On lit depuis quelques jours des appels incessants à aller voter; le discours sur l’importance de la participation au scrutin est si hégémonique et apparemment consensuel que, bien qu’ardent défenseur du vote et militant pour un certain parti, je ne peux m’imaginer qu’on nous incite si fortement à poser un geste sans qu’il n’y ait anguille sous roche.

L’ILLUSION DE CHOIX

Et anguille il y a. Mario Roy, que je n’aime pas particulièrement citer, écrivait ce week-end que l’électeur aurait à se positionner avec son X sur deux axes à la fois. D’abord l’axe souverainiste – fédéraliste, ensuite l’axe gauche – droite. D’un seul X. Pourtant c’est encore négliger que la droite économique et la gauche sociale peuvent très bien cohabiter au sein d’un même parti. Et que la droite puisse s’intéresser à la protection de l’environnement, dans la mesure où ça rapporte. Et que la gauche néolibérale est une possibilité, voir pour référence le régime chinois. Tout cela, sans compter que les impératifs de la démocratie contemporaine n’excluent pas – loin de là – que des décisions doivent être prises pendant un mandat sans pour autant qu’il en ait été fait mention dans le programme du parti éventuellement élu.

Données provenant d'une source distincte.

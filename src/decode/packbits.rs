//! PackBits run-length coding, the PSD flavor: one compressed stream per
//! scanline, prefixed (at the channel level) by a big-endian byte-count
//! table.
//!
//! Decoding is defensive by contract: a short or malformed scanline fills
//! what it can and leaves the rest of the row at zero.  It must never read
//! or write outside the row.

/// Decode one PackBits scanline into `out`, which is pre-sized to the row's
/// uncompressed byte length.  Returns the number of bytes produced.
///
/// Control byte `n` as i8:
/// * `0..=127`  — copy the next `n + 1` bytes literally
/// * `-127..=-1` — repeat the next byte `1 - n` times
/// * `-128`     — no-op
pub fn decode_scanline(input: &[u8], out: &mut [u8]) -> usize {
    let mut src = 0usize;
    let mut dst = 0usize;

    while src < input.len() && dst < out.len() {
        let ctrl = input[src] as i8;
        src += 1;

        if ctrl == -128 {
            continue;
        }

        if ctrl >= 0 {
            let run = ctrl as usize + 1;
            let avail = input.len() - src;
            let n = run.min(avail).min(out.len() - dst);
            out[dst..dst + n].copy_from_slice(&input[src..src + n]);
            src += n;
            dst += n;
        } else {
            let run = 1 - ctrl as isize;
            let Some(&byte) = input.get(src) else { break };
            src += 1;
            let n = (run as usize).min(out.len() - dst);
            out[dst..dst + n].fill(byte);
            dst += n;
        }
    }

    dst
}

/// Encode one scanline with PackBits.  Runs of 3+ identical bytes become
/// replicate packets; everything else is emitted as literal packets of at
/// most 128 bytes.
pub fn encode_scanline(row: &[u8]) -> Vec<u8> {
    let mut out = Vec::with_capacity(row.len() / 2 + 2);
    let mut i = 0usize;

    while i < row.len() {
        // Measure the run starting here.
        let mut run = 1usize;
        while i + run < row.len() && row[i + run] == row[i] && run < 128 {
            run += 1;
        }

        if run >= 3 {
            out.push((1i16 - run as i16) as u8);
            out.push(row[i]);
            i += run;
            continue;
        }

        // Literal packet: scan forward until a 3-run starts or we hit 128.
        let start = i;
        let mut len = 0usize;
        while i < row.len() && len < 128 {
            let mut ahead = 1usize;
            while i + ahead < row.len() && row[i + ahead] == row[i] && ahead < 3 {
                ahead += 1;
            }
            if ahead >= 3 {
                break;
            }
            i += 1;
            len += 1;
        }
        out.push((len - 1) as u8);
        out.extend_from_slice(&row[start..start + len]);
    }

    out
}

/// Parse the per-scanline byte-count table that precedes RLE channel data.
/// Counts are u16 big-endian, or u32 when `large_format` (PSB) is set.
/// Returns `(counts, table_len_in_bytes)`, or `None` if the input is shorter
/// than the table itself.
pub fn scanline_counts(input: &[u8], rows: usize, large_format: bool) -> Option<(Vec<usize>, usize)> {
    let entry = if large_format { 4 } else { 2 };
    let table_len = rows.checked_mul(entry)?;
    if input.len() < table_len {
        return None;
    }

    let mut counts = Vec::with_capacity(rows);
    for r in 0..rows {
        let off = r * entry;
        let count = if large_format {
            u32::from_be_bytes([input[off], input[off + 1], input[off + 2], input[off + 3]])
                as usize
        } else {
            u16::from_be_bytes([input[off], input[off + 1]]) as usize
        };
        counts.push(count);
    }
    Some((counts, table_len))
}

#[cfg(test)]
mod tests {
    use super::*;

    #[test]
    fn decodes_literal_packet() {
        let input = [2u8, 10, 20, 30];
        let mut out = [0u8; 3];
        assert_eq!(decode_scanline(&input, &mut out), 3);
        assert_eq!(out, [10, 20, 30]);
    }

    #[test]
    fn decodes_replicate_packet() {
        // -2 as control => repeat next byte 3 times
        let input = [(-2i8) as u8, 7];
        let mut out = [0u8; 3];
        assert_eq!(decode_scanline(&input, &mut out), 3);
        assert_eq!(out, [7, 7, 7]);
    }

    #[test]
    fn minus_128_is_a_no_op() {
        let input = [(-128i8) as u8, 0u8, 42];
        let mut out = [0u8; 1];
        assert_eq!(decode_scanline(&input, &mut out), 1);
        assert_eq!(out, [42]);
    }

    #[test]
    fn short_input_pads_with_zero() {
        let input = [1u8, 5]; // promises 2 literals, delivers 1
        let mut out = [9u8; 4];
        out.fill(0);
        let produced = decode_scanline(&input, &mut out);
        assert_eq!(produced, 1);
        assert_eq!(out, [5, 0, 0, 0]);
    }

    #[test]
    fn overlong_run_is_clamped_to_row() {
        let input = [(-100i8) as u8, 1]; // 101-byte run into a 4-byte row
        let mut out = [0u8; 4];
        assert_eq!(decode_scanline(&input, &mut out), 4);
        assert_eq!(out, [1, 1, 1, 1]);
    }

    #[test]
    fn encode_decode_round_trip() {
        let rows: [&[u8]; 4] = [
            &[0; 64],
            &[1, 2, 3, 4, 5],
            &[9, 9, 9, 9, 1, 2, 9, 9, 9, 3],
            &[255; 300],
        ];
        for row in rows {
            let enc = encode_scanline(row);
            let mut dec = vec![0u8; row.len()];
            assert_eq!(decode_scanline(&enc, &mut dec), row.len());
            assert_eq!(dec, row);
        }
    }

    #[test]
    fn count_table_u16_and_u32() {
        let input = [0u8, 3, 0, 5, 0xAA];
        let (counts, len) = scanline_counts(&input, 2, false).unwrap();
        assert_eq!(counts, vec![3, 5]);
        assert_eq!(len, 4);

        let input = [0u8, 0, 0, 3, 0, 0, 0, 5];
        let (counts, len) = scanline_counts(&input, 2, true).unwrap();
        assert_eq!(counts, vec![3, 5]);
        assert_eq!(len, 8);

        assert!(scanline_counts(&[0u8; 3], 2, false).is_none());
    }
}
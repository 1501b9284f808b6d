//! Fuzz target for rule params decoding.
//!
//! Builds a spec with one rule whose params come from structured input, so
//! libFuzzer spends its time on key/value shapes instead of YAML syntax.
//!
//! Run with:
//! ```bash
//! cargo +nightly fuzz run fuzz_rule_params
//! ```

#![no_main]

use arbitrary::Arbitrary;
use libfuzzer_sys::fuzz_target;

#[derive(Arbitrary, Debug)]
struct ParamsInput {
    rule: String,
    params: Vec<(String, String)>,
}

fuzz_target!(|input: ParamsInput| {
    if input.params.len() > 16 {
        return;
    }

    let mut text = String::from("version: \"1\"\npolicies:\n  - id: p\n    name: p\n    rules:\n");
    text.push_str(&format!("      - rule: {:?}\n        params:\n", input.rule));
    for (key, value) in &input.params {
        text.push_str(&format!("          {key:?}: {value:?}\n"));
    }

    let _ = repomgr_settings::load_spec_str(&text);
});
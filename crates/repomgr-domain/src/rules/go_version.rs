use super::{Rule, RuleError, RuleKind, messages};
use crate::params::{PARAM_MIN_VERSION, RuleParams};
use crate::resolver::TagResolver;
use crate::version::Version;

pub(super) fn build(params: &RuleParams, _resolver: &dyn TagResolver) -> Result<Rule, RuleError> {
    let min_version = Version::parse(params.require(PARAM_MIN_VERSION)?)?;
    Ok(go_version_rule(min_version))
}

/// Warn when the `go` directive is missing, unparsable, or below `min_version`.
pub fn go_version_rule(min_version: Version) -> Rule {
    let warn_too_old = messages::go_version_too_old(min_version.original());

    Rule::new(RuleKind::GoVersion, move |repo| {
        let actual = repo
            .go_mod
            .go
            .as_deref()
            .and_then(|v| Version::parse(v).ok());

        match actual {
            Some(actual) if actual >= min_version => Vec::new(),
            _ => vec![warn_too_old.clone()],
        }
    })
}
use crate::RenderableReport;

const HEADER: [&str; 2] = ["REPO", "WARN"];

/// Borderless two-column table, one row per warning.
///
/// Columns are separated by a tab after padding the first column to its
/// widest cell. Returns an empty string when there are no warnings.
pub fn render_table(report: &RenderableReport) -> String {
    let rows: Vec<(&str, &str)> = report.rows().collect();
    if rows.is_empty() {
        return String::new();
    }

    let width = rows
        .iter()
        .map(|(repo, _)| repo.chars().count())
        .chain(std::iter::once(HEADER[0].len()))
        .max()
        .unwrap_or(0);

    let mut out = String::new();
    for (repo, warning) in std::iter::once((HEADER[0], HEADER[1])).chain(rows) {
        let line = format!("{repo:<width$}\t{warning}");
        out.push_str(line.trim_end());
        out.push('\n');
    }
    out
}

Je n’ai pas parlé encore de l’obligation morale qu’on tente de nous passer en travers de la gorge de «voter stratégique» pour «éviter le pire», ou de l’impossibilité de nous positionner par un seul X sur des questions que préfèrent éluder certains grands partis, tous financés à la même source, donc redevables aux mêmes organisations.

Encore, ce même X n’a aucune portée sur l’influence de groupes de pression hyperactifs – et hyperfinancés, au contraire du citoyen ordinaire – relevant d’une prétendue «lucidité» dont se targuent aussi les OCDE, IEDM, Fraser Institute, et j’en passe encore trop.

L’ILLUSION D’INCULTURE

On aime beaucoup dans les présents jours se draper dans les beaux discours qui font du conflit étudiant, éventuellement social, un événement historique qui devrait faire de ce jour d’élection l’apogée de la prise de parole des «jeunes», comme si seule la «jeunesse québécoise» avait empoigné la casserole et hissé l’étendard. Saluons au passage l’aspect ségrégatif d’une telle proposition, qui radicalise ladite jeunesse dans les rangs d’une inculture politique pleine d’illusions cosmiques. On dit «jeunes», comme on dit «licornes».

Or, si bien des commentateurs notoirement paternalistes aimeraient bien dire que le vote d’aujourd’hui sera l’«examen final» que devront passer les étudiants, il faudrait d’abord noter que pour la tranche des 18-24 ans, les citoyens aux études, tout comme ceux qui détiennent un diplôme d’études post-secondaires, votent dans une proportion de 10% supérieure à ceux qui n’étudient pas, et que pour la tranche des 25-30 ans seulement, les détenteurs d’un tel diplôme sont près de deux fois plus nombreux à exercer leur droit de vote. Il appert donc que les étudiants votent déjà pas mal plus que la moyenne de leurs congénères. (source : Participation électorale
des jeunes au Canada, Document de travail d’Élections Canada, janvier 2011. [en ligne]
)

Si l’on revient à la question de l’importance du vote, notons que malgré cette perspective, ceux qui entre 25 et 30 ans étudient encore, votent à proportion subrebticement inférieure à ceux qui n’étudient plus. Devant cet état de fait, se demander pourquoi serait un devoir de citoyen, et à plus forte raison le tout premier devoir auquel devraient se livrer nos institutions démocratiques. Qu’est-ce qui pousse des gens instruits, valorisant l’instruction postsecondaire au point d’y consacrer plus de 7 ans, à s’abstenir d’exercer leur droit? La réponse à cette question n’est pas recensée ici au Québec. Mais l’inculture politique, le désintérêt et l’indifférence sont, à tout le moins, assez peu probables chez des gens qui ont atteint un niveau d’études supérieur.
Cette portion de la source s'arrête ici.